Solved: MPF For ASA+FirePower

johnlloyd_13 · ‎10-17-2015

hi,

i'm trying to redirect ALL traffic to a firepower module on an ASA5515x.

could someone advise what's the best way to do it or both achieve the same thing?

option 1:

class-map global-class
match any

policy-map global_policy
class global-class
sfr fail-open

OR

option 2:

access-list SFR_ACL extended permit ip any any

class-map SFR
match access-list SFR_ACL

policy-map global_policy
class SFR
sfr fail-open

Karsten Iwen · ‎10-17-2015

There is also option three:

policy-map global_policy
 class class-default
  sfr fail-open

Although all three ways should work, I would consider this one the most elegant if you want all traffic to be sent to SFR.

Karsten Iwen · ‎10-17-2015

There is also option three:

policy-map global_policy
 class class-default
  sfr fail-open

Although all three ways should work, I would consider this one the most elegant if you want all traffic to be sent to SFR.

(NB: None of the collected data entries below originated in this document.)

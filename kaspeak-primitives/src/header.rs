use kaspeak_crypto::hash::Hash;
use kaspeak_crypto::identifier::Identifier;

use crate::block::BlockMeta;
use crate::peer::Peer;
use crate::prefix::Prefix;

/// Everything a worker learns about an inbound message besides its data.
///
/// Built once by the ingestion engine and never mutated afterwards.
#[derive(Clone, Debug)]
pub struct MessageHeader {
    txid: Hash<32>,
    peer: Peer,
    prefix: Prefix,
    message_type: u16,
    identifier: Identifier,
    block_meta: BlockMeta,
    consensus_hash: String,
}

impl MessageHeader {
    pub fn new(
        txid: Hash<32>,
        peer: Peer,
        prefix: Prefix,
        message_type: u16,
        identifier: Identifier,
        block_meta: BlockMeta,
        consensus_hash: String,
    ) -> Self {
        Self {
            txid,
            peer,
            prefix,
            message_type,
            identifier,
            block_meta,
            consensus_hash,
        }
    }

    pub fn txid(&self) -> &Hash<32> {
        &self.txid
    }

    pub fn peer(&self) -> &Peer {
        &self.peer
    }

    pub fn prefix(&self) -> &Prefix {
        &self.prefix
    }

    pub fn message_type(&self) -> u16 {
        self.message_type
    }

    pub fn identifier(&self) -> &Identifier {
        &self.identifier
    }

    pub fn block_meta(&self) -> &BlockMeta {
        &self.block_meta
    }

    /// The outpoint ids of the carrying transaction, as used in the
    /// signature preimage.
    pub fn consensus_hash(&self) -> &str {
        &self.consensus_hash
    }
}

johnlloyd_13 · ‎10-17-2015

hi karsten,

thanks for feedback!

how about whitelist an IP or subnet?

do you create a deny ACL on the ASA or everything is done on FireSight?

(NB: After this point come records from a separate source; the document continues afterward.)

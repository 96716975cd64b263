//! Session façade
//!
//! One [`Session`] owns everything a Kaspeak participant needs: the key
//! pair, the coerced application prefix, the message registry, the event
//! bus and the dedup set. All shared state lives behind the session's
//! `Arc`, mutated only by the ingestion engine and the configuration calls
//! below.

use std::sync::atomic::{AtomicBool, AtomicU64, Ordering};
use std::sync::{Arc, Mutex, RwLock};

use kaspeak_crypto::curve::CurveError;
use kaspeak_crypto::hash::Hash;
use kaspeak_crypto::identifier::{ChainKey, Identifier};
use kaspeak_crypto::key::{KeyError, PublicKey, SecretKey};
use kaspeak_messages::{MessageRegistry, MessageWorker, RegisteredMessage};
use kaspeak_primitives::payload::{PayloadError, HEADER_LEN};
use kaspeak_primitives::prefix::PrefixError;
use kaspeak_primitives::{Payload, Prefix};
use thiserror::Error;
use tokio::task::JoinHandle;
use tracing::{info, warn};

use crate::dedup::DedupSet;
use crate::events::{EventBus, EventKind, ListenerId, ListenerResult, SessionEvent};
use crate::ingest::Ingest;
use crate::ledger::{LedgerError, LedgerRpc, RpcTransaction, SubmitResult};
use crate::units::{kas_to_sompi, sompi_to_kas};

/// Prefix used when an application does not pick one.
pub const DEFAULT_PREFIX: &str = "TEST";

/// Network targeted when `connect` is not given one.
pub const DEFAULT_NETWORK_ID: &str = "mainnet";

/// Priority fees above this many whole KAS are clamped.
pub const MAX_PRIORITY_FEE_KAS: f64 = 100.0;

#[derive(Error, Debug)]
pub enum SessionError {
    #[error(transparent)]
    Ledger(#[from] LedgerError),

    #[error(transparent)]
    Payload(#[from] PayloadError),

    #[error(transparent)]
    Prefix(#[from] PrefixError),

    #[error(transparent)]
    Key(#[from] KeyError),

    #[error("curve operation failed: {0}")]
    Curve(#[from] CurveError),

    #[error("priority fee of {0} KAS is invalid")]
    InvalidFee(f64),

    #[error("session is not connected")]
    NotConnected,
}

/// The two secrets a conversation runs on.
pub struct ConversationKeys {
    /// `SHA256(SHA256(ECDH))`, the symmetric message key.
    pub shared_secret: [u8; 32],
    /// `int(SHA256(shared_secret))`, the identifier-chain scalar.
    pub chain_key: ChainKey,
}

pub(crate) struct Shared {
    pub(crate) secret: SecretKey,
    pub(crate) public_key: PublicKey,
    pub(crate) prefix: Prefix,
    pub(crate) registry: RwLock<MessageRegistry>,
    pub(crate) bus: EventBus,
    pub(crate) dedup: Mutex<DedupSet<Hash<32>>>,
    pub(crate) balance_sompi: AtomicU64,
    pub(crate) utxo_count: AtomicU64,
    pub(crate) prefix_filter: AtomicBool,
    pub(crate) verify_signatures: AtomicBool,
    pub(crate) priority_fee_sompi: AtomicU64,
    pub(crate) connected: AtomicBool,
    pub(crate) address: RwLock<Option<String>>,
}

/// A Kaspeak participant bound to one key pair and one application prefix.
pub struct Session {
    shared: Arc<Shared>,
    ledger: Arc<dyn LedgerRpc>,
    block_task: Mutex<Option<JoinHandle<()>>>,
}

impl Session {
    /// Creates a disconnected session.
    ///
    /// The secret key accepts any of the usual forms through
    /// [`SecretKey`]'s constructors (scalar, 32 bytes, hex); the prefix is
    /// coerced to exactly four bytes.
    pub fn create(
        secret: SecretKey,
        prefix: &str,
        ledger: Arc<dyn LedgerRpc>,
    ) -> Result<Self, SessionError> {
        let prefix = Prefix::coerce(prefix)?;
        let public_key = secret.public_key();

        let shared = Arc::new(Shared {
            secret,
            public_key,
            prefix,
            registry: RwLock::new(MessageRegistry::new()),
            bus: EventBus::new(),
            dedup: Mutex::new(DedupSet::default()),
            balance_sompi: AtomicU64::new(0),
            utxo_count: AtomicU64::new(0),
            prefix_filter: AtomicBool::new(true),
            verify_signatures: AtomicBool::new(true),
            priority_fee_sompi: AtomicU64::new(0),
            connected: AtomicBool::new(false),
            address: RwLock::new(None),
        });

        Ok(Self {
            shared,
            ledger,
            block_task: Mutex::new(None),
        })
    }

    /// Connects the ledger collaborator, derives the own address, starts
    /// consuming confirmed blocks and refreshes the balance.
    ///
    /// Reconnecting an already connected session is a warned no-op.
    pub async fn connect(
        &self,
        network_id: Option<&str>,
        url: Option<&str>,
    ) -> Result<(), SessionError> {
        if self.shared.connected.load(Ordering::SeqCst) {
            warn!("session already connected, ignoring connect call");
            return Ok(());
        }

        let network_id = network_id.unwrap_or(DEFAULT_NETWORK_ID).to_string();
        self.ledger.connect(&network_id, url).await?;

        let address = self
            .ledger
            .address_from_pubkey(&self.shared.public_key, &network_id)?;
        info!(%address, %network_id, "session connected");
        *self.shared.address.write().expect("address poisoned") = Some(address);

        let mut blocks = self.ledger.subscribe_block_added().await?;
        let ingest = Ingest::new(self.shared.clone(), self.ledger.clone(), network_id.clone());
        let task = tokio::spawn(async move {
            while let Some(notification) = blocks.recv().await {
                ingest.handle_block(notification);
            }
        });
        *self.block_task.lock().expect("block task poisoned") = Some(task);

        self.shared.connected.store(true, Ordering::SeqCst);
        self.refresh_balance().await?;
        self.shared.bus.emit(SessionEvent::Connected { network_id });
        Ok(())
    }

    /// Releases the subscription task and the ledger connection.
    /// Disconnecting twice is a no-op.
    pub async fn disconnect(&self) -> Result<(), SessionError> {
        if !self.shared.connected.swap(false, Ordering::SeqCst) {
            return Ok(());
        }

        if let Some(task) = self.block_task.lock().expect("block task poisoned").take() {
            task.abort();
        }

        self.ledger.disconnect().await?;
        self.shared.bus.emit(SessionEvent::Disconnected);
        Ok(())
    }

    /// Registers a message type and optional worker with the session's
    /// registry. Last registration per type code wins.
    pub fn register_message<M>(&self, worker: Option<Arc<dyn MessageWorker>>)
    where
        M: RegisteredMessage + 'static,
    {
        self.shared
            .registry
            .write()
            .expect("registry poisoned")
            .register::<M>(worker);
    }

    /// Runs a closure against the registry, for decode pipelines that need
    /// a borrow rather than a clone.
    pub fn with_registry<R>(&self, f: impl FnOnce(&MessageRegistry) -> R) -> R {
        f(&self.shared.registry.read().expect("registry poisoned"))
    }

    pub fn on<F>(&self, kind: EventKind, listener: F) -> ListenerId
    where
        F: Fn(SessionEvent) -> ListenerResult + Send + Sync + 'static,
    {
        self.shared.bus.on(kind, listener)
    }

    pub fn once<F>(&self, kind: EventKind, listener: F) -> ListenerId
    where
        F: Fn(SessionEvent) -> ListenerResult + Send + Sync + 'static,
    {
        self.shared.bus.once(kind, listener)
    }

    pub fn off(&self, id: ListenerId) -> bool {
        self.shared.bus.off(id)
    }

    pub fn public_key(&self) -> &PublicKey {
        &self.shared.public_key
    }

    pub fn public_key_hex(&self) -> String {
        self.shared.public_key.to_string()
    }

    pub fn prefix(&self) -> &Prefix {
        &self.shared.prefix
    }

    /// The own address; `None` until the first connect derives it.
    pub fn address(&self) -> Option<String> {
        self.shared.address.read().expect("address poisoned").clone()
    }

    pub fn is_connected(&self) -> bool {
        self.shared.connected.load(Ordering::SeqCst)
    }

    /// Tracked balance in whole KAS.
    pub fn balance(&self) -> f64 {
        sompi_to_kas(self.balance_sompi())
    }

    pub fn balance_sompi(&self) -> u64 {
        self.shared.balance_sompi.load(Ordering::SeqCst)
    }

    pub fn utxo_count(&self) -> u64 {
        self.shared.utxo_count.load(Ordering::SeqCst)
    }

    /// Enables or disables dropping payloads whose prefix differs from the
    /// session's.
    pub fn set_prefix_filter(&self, enabled: bool) {
        self.shared.prefix_filter.store(enabled, Ordering::SeqCst);
    }

    /// Enables or disables signature verification during ingestion.
    /// Structural invariants stay enforced either way.
    pub fn set_signature_verification(&self, enabled: bool) {
        self.shared
            .verify_signatures
            .store(enabled, Ordering::SeqCst);
    }

    /// Sets the priority fee in whole KAS. Negative fees are an error;
    /// fees above [`MAX_PRIORITY_FEE_KAS`] are clamped with a warning.
    pub fn set_priority_fee(&self, kas: f64) -> Result<(), SessionError> {
        if !kas.is_finite() || kas < 0.0 {
            return Err(SessionError::InvalidFee(kas));
        }

        let clamped = if kas > MAX_PRIORITY_FEE_KAS {
            warn!(
                requested = kas,
                "priority fee above {MAX_PRIORITY_FEE_KAS} KAS, clamping"
            );
            MAX_PRIORITY_FEE_KAS
        } else {
            kas
        };

        self.shared
            .priority_fee_sompi
            .store(kas_to_sompi(clamped), Ordering::SeqCst);
        Ok(())
    }

    pub fn priority_fee_sompi(&self) -> u64 {
        self.shared.priority_fee_sompi.load(Ordering::SeqCst)
    }

    /// Builds and signs a payload frame over the given outpoint ids,
    /// returning its hex transport form.
    pub fn create_payload(
        &self,
        outpoint_ids: &str,
        message_type: u16,
        identifier: &Identifier,
        data: &[u8],
    ) -> Result<String, SessionError> {
        let mut payload = Payload::new(
            self.shared.prefix,
            message_type,
            identifier,
            &self.shared.public_key,
            data.to_vec(),
        )?;
        payload.sign(outpoint_ids, &self.shared.secret)?;
        Ok(payload.to_hex())
    }

    /// Asks the ledger for a self-transfer able to carry `data_len` payload
    /// bytes plus the frame header.
    pub async fn create_transaction(&self, data_len: usize) -> Result<RpcTransaction, SessionError> {
        let address = self.address().ok_or(SessionError::NotConnected)?;
        let tx = self
            .ledger
            .create_self_transfer(&address, data_len + HEADER_LEN, self.priority_fee_sompi())
            .await?;
        Ok(tx)
    }

    /// Attaches the payload, signs the transaction with the session key,
    /// submits it and refreshes the balance.
    pub async fn send_transaction(
        &self,
        mut tx: RpcTransaction,
        payload_hex: &str,
    ) -> Result<SubmitResult, SessionError> {
        tx.payload = payload_hex.to_string();
        let signed = self.ledger.sign_transaction(tx, &self.shared.secret).await?;
        let result = self.ledger.submit_transaction(signed).await?;
        self.refresh_balance().await?;
        Ok(result)
    }

    /// Derives the conversation secrets shared with a peer key.
    pub fn derive_conversation_keys(
        &self,
        peer: &PublicKey,
    ) -> Result<ConversationKeys, SessionError> {
        let shared_secret = self.shared.secret.shared_secret(peer)?;
        let chain_key = ChainKey::from_shared_secret(&shared_secret);
        Ok(ConversationKeys {
            shared_secret,
            chain_key,
        })
    }

    /// The consensus hash of a transaction, per the outpoint ordering rule.
    pub fn outpoint_ids(&self, tx: &RpcTransaction) -> String {
        tx.outpoint_ids()
    }

    /// Re-reads the own UTXO set and publishes the refreshed balance.
    pub async fn refresh_balance(&self) -> Result<u64, SessionError> {
        let address = self.address().ok_or(SessionError::NotConnected)?;
        let entries = self.ledger.get_utxos_by_addresses(&[address]).await?;

        let total: u64 = entries.iter().map(|entry| entry.amount).sum();
        self.shared.balance_sompi.store(total, Ordering::SeqCst);
        self.shared
            .utxo_count
            .store(entries.len() as u64, Ordering::SeqCst);

        self.shared.bus.emit(SessionEvent::BalanceChanged {
            balance_sompi: total,
            utxo_count: entries.len(),
        });
        Ok(total)
    }
}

Karsten Iwen · ‎10-17-2015

That depends on the sizing of your ASA.

If your SFR is fast enough to handle all traffic, I still would send all traffic to the module and use the access-policies there to allow the traffic.
If the SFR is to slow to handle all traffic, then option 2 is the way to go and exclude traffic from being sent to SFR. But that makes your implementation a little more complex.